■ **Problem details**: Give the count of lines in the records that contain the string "Serialize", and write nothing but that number.

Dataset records
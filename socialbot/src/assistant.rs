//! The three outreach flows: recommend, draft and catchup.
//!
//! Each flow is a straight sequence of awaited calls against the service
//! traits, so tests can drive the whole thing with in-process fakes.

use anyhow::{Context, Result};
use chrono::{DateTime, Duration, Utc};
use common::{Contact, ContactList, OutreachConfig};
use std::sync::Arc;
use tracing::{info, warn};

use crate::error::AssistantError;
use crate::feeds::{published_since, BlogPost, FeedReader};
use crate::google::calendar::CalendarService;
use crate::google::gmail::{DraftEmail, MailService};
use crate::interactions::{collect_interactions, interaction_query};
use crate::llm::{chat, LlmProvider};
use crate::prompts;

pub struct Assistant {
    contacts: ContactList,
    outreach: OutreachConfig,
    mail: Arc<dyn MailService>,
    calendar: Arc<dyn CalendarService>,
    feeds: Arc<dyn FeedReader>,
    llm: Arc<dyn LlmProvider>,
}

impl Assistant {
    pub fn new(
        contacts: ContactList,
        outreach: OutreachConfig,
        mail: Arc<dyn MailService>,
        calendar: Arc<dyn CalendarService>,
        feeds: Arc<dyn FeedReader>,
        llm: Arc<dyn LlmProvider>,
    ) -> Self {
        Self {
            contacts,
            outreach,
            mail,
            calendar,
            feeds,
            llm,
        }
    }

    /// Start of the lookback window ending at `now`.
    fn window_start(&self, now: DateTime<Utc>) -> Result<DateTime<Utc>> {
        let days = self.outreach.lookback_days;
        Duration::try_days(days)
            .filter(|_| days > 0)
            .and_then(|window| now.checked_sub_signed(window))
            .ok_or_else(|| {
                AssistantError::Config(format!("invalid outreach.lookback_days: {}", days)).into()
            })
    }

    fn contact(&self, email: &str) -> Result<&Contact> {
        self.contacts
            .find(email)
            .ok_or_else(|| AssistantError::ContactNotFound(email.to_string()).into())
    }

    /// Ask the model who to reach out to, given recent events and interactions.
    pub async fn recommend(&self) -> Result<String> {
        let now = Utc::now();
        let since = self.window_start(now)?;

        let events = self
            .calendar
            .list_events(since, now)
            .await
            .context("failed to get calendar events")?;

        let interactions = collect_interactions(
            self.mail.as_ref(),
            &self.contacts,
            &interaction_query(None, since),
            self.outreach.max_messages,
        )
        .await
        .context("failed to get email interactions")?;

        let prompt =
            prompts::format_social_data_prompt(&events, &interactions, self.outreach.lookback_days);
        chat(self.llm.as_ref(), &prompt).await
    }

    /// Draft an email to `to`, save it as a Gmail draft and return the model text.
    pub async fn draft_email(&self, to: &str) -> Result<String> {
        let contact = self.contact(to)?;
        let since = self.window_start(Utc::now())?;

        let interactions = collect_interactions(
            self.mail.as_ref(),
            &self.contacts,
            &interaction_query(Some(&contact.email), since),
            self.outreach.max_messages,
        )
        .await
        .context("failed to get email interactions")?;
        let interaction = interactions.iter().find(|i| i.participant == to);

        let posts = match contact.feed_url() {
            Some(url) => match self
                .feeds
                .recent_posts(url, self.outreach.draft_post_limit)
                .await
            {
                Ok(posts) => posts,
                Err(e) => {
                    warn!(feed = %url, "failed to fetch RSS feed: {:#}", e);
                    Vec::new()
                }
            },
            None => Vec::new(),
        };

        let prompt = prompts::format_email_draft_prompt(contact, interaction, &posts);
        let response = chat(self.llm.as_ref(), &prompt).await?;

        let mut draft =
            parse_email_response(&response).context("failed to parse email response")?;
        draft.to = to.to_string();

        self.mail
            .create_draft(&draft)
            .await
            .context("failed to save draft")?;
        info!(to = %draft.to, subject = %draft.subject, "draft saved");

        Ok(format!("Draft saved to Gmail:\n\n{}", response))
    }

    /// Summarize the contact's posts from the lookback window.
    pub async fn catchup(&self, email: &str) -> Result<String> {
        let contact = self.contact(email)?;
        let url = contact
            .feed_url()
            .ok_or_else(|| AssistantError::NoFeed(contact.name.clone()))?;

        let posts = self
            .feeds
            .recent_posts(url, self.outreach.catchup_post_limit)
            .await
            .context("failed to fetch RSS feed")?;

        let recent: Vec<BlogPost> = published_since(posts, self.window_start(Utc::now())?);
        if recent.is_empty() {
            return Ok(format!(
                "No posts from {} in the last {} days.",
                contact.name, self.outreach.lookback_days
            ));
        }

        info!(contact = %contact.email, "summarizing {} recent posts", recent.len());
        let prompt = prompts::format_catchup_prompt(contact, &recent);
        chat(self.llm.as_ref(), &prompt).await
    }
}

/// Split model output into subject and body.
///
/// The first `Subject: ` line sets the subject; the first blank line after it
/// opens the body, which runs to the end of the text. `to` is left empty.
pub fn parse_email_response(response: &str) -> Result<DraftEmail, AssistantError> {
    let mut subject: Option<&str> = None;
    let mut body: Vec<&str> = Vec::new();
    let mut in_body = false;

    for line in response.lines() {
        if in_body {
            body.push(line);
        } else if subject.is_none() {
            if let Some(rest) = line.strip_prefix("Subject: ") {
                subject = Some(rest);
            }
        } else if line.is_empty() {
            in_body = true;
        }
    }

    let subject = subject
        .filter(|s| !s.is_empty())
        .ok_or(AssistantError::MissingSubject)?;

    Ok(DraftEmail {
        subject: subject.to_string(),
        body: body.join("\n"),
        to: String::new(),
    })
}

...

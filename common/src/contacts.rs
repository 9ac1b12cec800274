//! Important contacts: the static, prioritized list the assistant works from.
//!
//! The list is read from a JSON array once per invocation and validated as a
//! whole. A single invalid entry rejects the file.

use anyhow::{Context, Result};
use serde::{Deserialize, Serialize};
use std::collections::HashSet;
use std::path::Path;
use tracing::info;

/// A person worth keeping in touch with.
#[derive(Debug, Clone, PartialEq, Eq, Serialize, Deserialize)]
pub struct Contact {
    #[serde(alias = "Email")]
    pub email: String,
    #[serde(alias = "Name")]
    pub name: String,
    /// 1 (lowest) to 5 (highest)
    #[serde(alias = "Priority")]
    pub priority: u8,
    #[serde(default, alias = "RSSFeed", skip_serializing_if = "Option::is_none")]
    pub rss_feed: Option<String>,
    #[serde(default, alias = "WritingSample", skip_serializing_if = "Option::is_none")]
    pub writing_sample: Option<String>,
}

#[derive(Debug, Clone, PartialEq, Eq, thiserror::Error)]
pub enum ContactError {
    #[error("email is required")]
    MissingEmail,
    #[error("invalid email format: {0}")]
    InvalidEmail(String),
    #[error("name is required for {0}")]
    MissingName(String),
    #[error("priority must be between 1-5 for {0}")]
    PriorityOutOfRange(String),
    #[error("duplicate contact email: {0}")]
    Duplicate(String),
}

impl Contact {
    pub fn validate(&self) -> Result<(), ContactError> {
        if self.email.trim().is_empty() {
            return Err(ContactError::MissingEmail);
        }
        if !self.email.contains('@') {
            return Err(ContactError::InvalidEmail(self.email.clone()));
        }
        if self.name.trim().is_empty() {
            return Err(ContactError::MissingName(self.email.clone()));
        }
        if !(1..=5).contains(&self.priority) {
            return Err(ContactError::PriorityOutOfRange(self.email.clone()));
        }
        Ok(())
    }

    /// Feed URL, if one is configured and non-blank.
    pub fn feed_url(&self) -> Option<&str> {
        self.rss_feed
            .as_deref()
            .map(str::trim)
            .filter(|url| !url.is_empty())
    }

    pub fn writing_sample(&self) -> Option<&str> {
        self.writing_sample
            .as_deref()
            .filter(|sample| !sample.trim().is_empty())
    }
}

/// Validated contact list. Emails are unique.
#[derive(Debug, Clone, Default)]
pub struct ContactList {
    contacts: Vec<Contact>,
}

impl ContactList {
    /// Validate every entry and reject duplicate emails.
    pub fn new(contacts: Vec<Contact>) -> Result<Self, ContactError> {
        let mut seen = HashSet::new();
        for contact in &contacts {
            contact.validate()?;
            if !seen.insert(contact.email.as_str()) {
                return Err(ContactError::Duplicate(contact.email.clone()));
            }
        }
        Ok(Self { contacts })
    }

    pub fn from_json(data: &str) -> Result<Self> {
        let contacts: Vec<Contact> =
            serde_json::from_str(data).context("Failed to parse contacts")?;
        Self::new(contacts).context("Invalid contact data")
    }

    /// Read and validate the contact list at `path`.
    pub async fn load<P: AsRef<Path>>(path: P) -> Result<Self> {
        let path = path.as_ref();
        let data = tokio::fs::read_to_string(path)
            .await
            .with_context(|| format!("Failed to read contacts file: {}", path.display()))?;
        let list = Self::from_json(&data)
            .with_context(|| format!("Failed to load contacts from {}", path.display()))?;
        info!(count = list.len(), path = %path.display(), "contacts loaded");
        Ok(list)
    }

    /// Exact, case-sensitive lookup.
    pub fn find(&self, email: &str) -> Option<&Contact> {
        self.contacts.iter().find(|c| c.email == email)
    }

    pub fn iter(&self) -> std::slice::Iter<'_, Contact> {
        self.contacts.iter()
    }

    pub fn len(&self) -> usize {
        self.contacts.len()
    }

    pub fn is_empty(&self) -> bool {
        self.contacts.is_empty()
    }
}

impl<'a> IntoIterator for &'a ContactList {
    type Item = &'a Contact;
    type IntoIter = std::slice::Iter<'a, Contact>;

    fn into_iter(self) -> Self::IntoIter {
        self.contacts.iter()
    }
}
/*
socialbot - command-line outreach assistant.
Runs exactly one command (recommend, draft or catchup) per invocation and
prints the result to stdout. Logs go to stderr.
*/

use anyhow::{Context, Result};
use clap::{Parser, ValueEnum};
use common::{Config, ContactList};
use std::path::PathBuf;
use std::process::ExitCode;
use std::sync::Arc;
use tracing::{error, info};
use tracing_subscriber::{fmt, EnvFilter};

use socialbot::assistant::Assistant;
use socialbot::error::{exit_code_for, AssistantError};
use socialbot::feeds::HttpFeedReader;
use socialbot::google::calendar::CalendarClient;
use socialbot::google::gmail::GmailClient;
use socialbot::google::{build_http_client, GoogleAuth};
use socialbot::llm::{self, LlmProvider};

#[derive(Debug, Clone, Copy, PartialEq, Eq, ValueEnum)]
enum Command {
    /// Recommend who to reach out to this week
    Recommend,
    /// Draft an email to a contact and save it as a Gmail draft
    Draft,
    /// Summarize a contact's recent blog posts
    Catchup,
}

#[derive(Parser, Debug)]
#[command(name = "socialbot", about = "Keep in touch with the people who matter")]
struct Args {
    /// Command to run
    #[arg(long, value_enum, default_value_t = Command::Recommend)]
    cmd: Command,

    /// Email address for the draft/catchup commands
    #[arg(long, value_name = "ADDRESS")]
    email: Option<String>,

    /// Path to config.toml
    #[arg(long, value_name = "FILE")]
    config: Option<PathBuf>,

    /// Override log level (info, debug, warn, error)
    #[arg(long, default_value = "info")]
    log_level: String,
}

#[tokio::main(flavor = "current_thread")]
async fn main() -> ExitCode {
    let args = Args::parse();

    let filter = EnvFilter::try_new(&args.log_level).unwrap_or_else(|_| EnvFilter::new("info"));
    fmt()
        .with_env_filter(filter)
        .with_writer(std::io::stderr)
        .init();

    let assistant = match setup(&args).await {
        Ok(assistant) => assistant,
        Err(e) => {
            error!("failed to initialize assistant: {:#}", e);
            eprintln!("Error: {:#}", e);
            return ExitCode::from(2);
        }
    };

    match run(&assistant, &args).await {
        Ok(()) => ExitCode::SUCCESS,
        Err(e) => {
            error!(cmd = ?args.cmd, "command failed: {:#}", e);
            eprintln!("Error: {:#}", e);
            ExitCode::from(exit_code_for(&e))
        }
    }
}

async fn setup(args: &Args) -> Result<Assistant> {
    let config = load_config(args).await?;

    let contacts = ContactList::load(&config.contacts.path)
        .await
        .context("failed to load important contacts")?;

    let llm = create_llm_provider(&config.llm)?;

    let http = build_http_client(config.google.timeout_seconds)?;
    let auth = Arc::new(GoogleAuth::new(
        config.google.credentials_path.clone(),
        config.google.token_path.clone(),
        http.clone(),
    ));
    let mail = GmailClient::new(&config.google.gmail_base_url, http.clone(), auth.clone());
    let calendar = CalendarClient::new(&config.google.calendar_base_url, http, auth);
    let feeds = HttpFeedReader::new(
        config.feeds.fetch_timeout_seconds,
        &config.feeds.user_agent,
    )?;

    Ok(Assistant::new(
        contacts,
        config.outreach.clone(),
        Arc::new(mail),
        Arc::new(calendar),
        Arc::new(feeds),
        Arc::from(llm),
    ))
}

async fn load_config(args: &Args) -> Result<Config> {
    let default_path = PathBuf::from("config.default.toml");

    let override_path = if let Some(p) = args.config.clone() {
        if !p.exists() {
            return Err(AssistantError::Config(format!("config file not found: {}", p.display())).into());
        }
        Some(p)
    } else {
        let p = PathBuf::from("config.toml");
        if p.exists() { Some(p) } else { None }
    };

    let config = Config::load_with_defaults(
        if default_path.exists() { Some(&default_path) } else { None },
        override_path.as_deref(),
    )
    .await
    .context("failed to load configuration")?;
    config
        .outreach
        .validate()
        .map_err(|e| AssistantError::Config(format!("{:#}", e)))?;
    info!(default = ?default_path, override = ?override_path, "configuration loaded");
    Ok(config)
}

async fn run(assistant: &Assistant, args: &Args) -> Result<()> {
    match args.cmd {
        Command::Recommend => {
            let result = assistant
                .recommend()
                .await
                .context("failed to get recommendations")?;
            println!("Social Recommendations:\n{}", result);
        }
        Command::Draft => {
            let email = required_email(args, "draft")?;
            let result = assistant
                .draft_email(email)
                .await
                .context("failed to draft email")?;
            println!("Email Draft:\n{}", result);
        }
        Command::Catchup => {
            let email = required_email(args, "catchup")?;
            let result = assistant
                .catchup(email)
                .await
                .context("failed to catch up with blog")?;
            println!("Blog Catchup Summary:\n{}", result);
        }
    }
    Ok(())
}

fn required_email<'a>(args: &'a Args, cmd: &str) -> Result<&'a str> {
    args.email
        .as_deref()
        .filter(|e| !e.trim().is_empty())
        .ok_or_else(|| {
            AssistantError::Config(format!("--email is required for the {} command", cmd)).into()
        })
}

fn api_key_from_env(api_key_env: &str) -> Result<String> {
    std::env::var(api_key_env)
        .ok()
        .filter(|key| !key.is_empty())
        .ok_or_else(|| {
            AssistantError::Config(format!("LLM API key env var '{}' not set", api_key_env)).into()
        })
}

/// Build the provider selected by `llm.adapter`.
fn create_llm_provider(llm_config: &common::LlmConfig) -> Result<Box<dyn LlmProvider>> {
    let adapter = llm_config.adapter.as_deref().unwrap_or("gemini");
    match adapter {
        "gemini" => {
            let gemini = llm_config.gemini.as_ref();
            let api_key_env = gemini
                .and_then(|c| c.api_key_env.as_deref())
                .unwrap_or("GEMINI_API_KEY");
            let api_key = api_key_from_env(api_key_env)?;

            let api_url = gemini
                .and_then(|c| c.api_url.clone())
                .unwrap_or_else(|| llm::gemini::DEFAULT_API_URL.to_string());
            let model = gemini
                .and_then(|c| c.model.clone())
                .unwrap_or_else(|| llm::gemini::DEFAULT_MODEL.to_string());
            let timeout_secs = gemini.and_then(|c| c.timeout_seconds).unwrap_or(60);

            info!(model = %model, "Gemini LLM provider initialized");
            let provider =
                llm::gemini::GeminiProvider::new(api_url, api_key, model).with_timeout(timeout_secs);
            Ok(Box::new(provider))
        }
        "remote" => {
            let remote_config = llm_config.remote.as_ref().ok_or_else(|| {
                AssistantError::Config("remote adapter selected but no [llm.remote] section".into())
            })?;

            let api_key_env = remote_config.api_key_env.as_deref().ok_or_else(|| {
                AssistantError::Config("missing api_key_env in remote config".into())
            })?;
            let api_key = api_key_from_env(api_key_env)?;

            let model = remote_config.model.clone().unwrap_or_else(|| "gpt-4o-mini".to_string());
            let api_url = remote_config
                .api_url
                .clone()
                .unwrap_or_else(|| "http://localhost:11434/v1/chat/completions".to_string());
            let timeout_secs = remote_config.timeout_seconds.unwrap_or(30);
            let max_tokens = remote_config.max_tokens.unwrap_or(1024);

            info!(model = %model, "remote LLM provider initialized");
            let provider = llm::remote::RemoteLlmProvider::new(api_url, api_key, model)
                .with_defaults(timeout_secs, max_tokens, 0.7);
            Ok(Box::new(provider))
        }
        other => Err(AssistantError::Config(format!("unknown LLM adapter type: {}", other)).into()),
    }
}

■ **Solution**: 2